◆ Work required
Each line containing the string "embeds" should be copied out of the entries.

◆ Dataset excerpts
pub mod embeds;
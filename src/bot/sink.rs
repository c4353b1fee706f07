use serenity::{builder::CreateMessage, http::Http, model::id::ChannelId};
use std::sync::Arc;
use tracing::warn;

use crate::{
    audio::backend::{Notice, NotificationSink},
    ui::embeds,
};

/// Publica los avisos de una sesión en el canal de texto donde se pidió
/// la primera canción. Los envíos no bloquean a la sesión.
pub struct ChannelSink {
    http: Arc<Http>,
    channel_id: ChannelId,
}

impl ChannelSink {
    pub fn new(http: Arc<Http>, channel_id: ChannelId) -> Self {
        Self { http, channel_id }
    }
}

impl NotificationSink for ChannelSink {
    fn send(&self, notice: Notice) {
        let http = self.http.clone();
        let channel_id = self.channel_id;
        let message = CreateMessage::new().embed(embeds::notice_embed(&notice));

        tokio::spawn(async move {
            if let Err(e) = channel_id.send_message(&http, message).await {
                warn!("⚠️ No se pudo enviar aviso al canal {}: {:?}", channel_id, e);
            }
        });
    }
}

◆ Response to the task
pub mod embeds;
    ui::embeds,
        let message = CreateMessage::new().embed(embeds::notice_embed(&notice));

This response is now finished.